A Bergamo, dove vivo, ho avuto la fortuna di conoscere alcune di queste occupazioni. Come per esempio la Kascina autogestita popolare “Angelica Cocca Casile”, in via Ponchia 8, nel quartiere di Monterosso. Era un casale abbandonato da tempo, che il Kollettivo autonomo popolare ha fatto rinascere, restaurando gli interni e bonificando il terreno intorno. E dando vita a un meraviglioso progetto sociale e culturale, che ogni giorno offre occasioni d’incontro e aiuti alle persone in difficoltà. C’è il cinema all’aperto, la sala de tè, l’aula studio e gli spazi per iniziative culturali, assemblee, feste.
E il prossimo 29 settembre, per il terzo anno consecutivo, il Kollettivo organizzerà una festa in piazza, insieme al quartiere che ospita la Kascina, per ricordare la notte che un gruppo di fascisti ha danneggiato la cascina allagandola, distruggendo parte dei mobili e pitturando svastiche. La festa si chiama “Non avete fermato il vento #3”, ed è un appuntamento popolare il cui scopo è coltivare e alimentare ogni forma di resistenza contro i fascismi vecchi e nuovi.
“Analizzare la realtà con occhi ricchi di conoscenza della storia per capire dove gli attuali fascismi si rigenerano e quindi capire come contrastarli”, sono le parole con cui il Kollettivo presenta la festa, riprendendole direttamente dalle memorie della partigiana Angelica “Cocca” Casile, la combattente antifascista a cui è stata dedicata la Kascina.

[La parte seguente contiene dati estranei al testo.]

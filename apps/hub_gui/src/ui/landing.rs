//! Landing screen: institute banner, orb mark, and the single entry action.

use eframe::egui;
use hub_core::HubIntent;

use crate::ui::theme;

pub fn show(ui: &mut egui::Ui) -> Option<HubIntent> {
    let palette = theme::palette();
    let mut intent = None;

    let avail = ui.available_size();
    ui.add_space((avail.y * 0.12).clamp(18.0, 90.0));

    ui.vertical_centered(|ui| {
        ui.label(
            egui::RichText::new("DIGITAL SCHOOL · SELF-SERVICE HUB")
                .small()
                .color(palette.text_weak),
        );
        ui.add_space(4.0);
        ui.label(
            egui::RichText::new("PRJCTR INSTITUTE")
                .strong()
                .size(36.0)
                .color(palette.text_primary),
        );
        ui.add_space(8.0);
        ui.set_max_width(560.0);
        ui.label(
            egui::RichText::new(
                "An easy entry point to all of your school's AI tools. One click and \
                 you're ready to start with an AI mentor, knowledge base, or new prototype.",
            )
            .color(palette.text_weak),
        );

        ui.add_space(26.0);
        draw_orb(ui);
        ui.add_space(26.0);

        let button = egui::Button::new(
            egui::RichText::new("What is this?")
                .strong()
                .size(16.0)
                .color(palette.accent_text),
        )
        .fill(palette.accent)
        .corner_radius(999.0)
        .min_size(egui::vec2(220.0, 44.0));
        if ui.add(button).clicked() {
            intent = Some(HubIntent::EnterHub);
        }
    });

    intent
}

fn draw_orb(ui: &mut egui::Ui) {
    let palette = theme::palette();
    let (rect, _) = ui.allocate_exact_size(egui::vec2(220.0, 220.0), egui::Sense::hover());
    let painter = ui.painter();
    let center = rect.center();

    painter.circle_filled(center, 106.0, palette.card_fill.gamma_multiply(0.8));
    painter.circle_stroke(center, 106.0, egui::Stroke::new(1.0, palette.card_stroke));
    painter.circle_stroke(
        center,
        86.0,
        egui::Stroke::new(1.0, palette.accent.gamma_multiply(0.5)),
    );
    painter.circle_filled(center, 52.0, theme::lighten_color(palette.card_fill, 0.06));
    painter.circle_stroke(
        center,
        52.0,
        egui::Stroke::new(1.0, palette.accent.gamma_multiply(0.8)),
    );
    painter.text(
        center,
        egui::Align2::CENTER_CENTER,
        "AI HUB",
        egui::FontId::proportional(12.0),
        palette.text_weak,
    );
}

Un’altra esperienza di occupazione è quella della palazzina in via Monte Grigna 11, nel quartiere di Celadina. Dopo anni di abbandono, cinque anni fa, le famiglie del Comitato di lotta per la casa di Bergamo l’hanno occupata, procurando così un tetto a più di cinquanta persone, italiane e immigrate, che vivevano in strada. Persone disagiate che hanno trovato non solo una casa ma una comunità solidale e aperta, in cui tornare a vivere e sperare.
Da un mese però sono senza energia elettrica, perché la polizia ha sequestrato i contatori elettrici. Ma gli occupanti “non si spengono” e si stanno mobilitando per trovare le soluzioni, con l’aiuto e la solidarietà di tanti cittadini e cittadine. Chiedono al sindaco Giorgio Gori di far sì che nella palazzina torni l’elettricità e propongono di realizzare un progetto di auto-recupero dell’immobile. Anche loro, come ogni anno, il 13-14-15 settembre hanno organizzato una grande festa popolare nel quartiere.
Ma per questa occupazione ancora non si trova una “luce” in fondo al tunnel; la soluzione dei problemi degli occupanti, purtroppo, appare ancora lontana. E l’inverno, con il freddo e il buio, s’avvicina.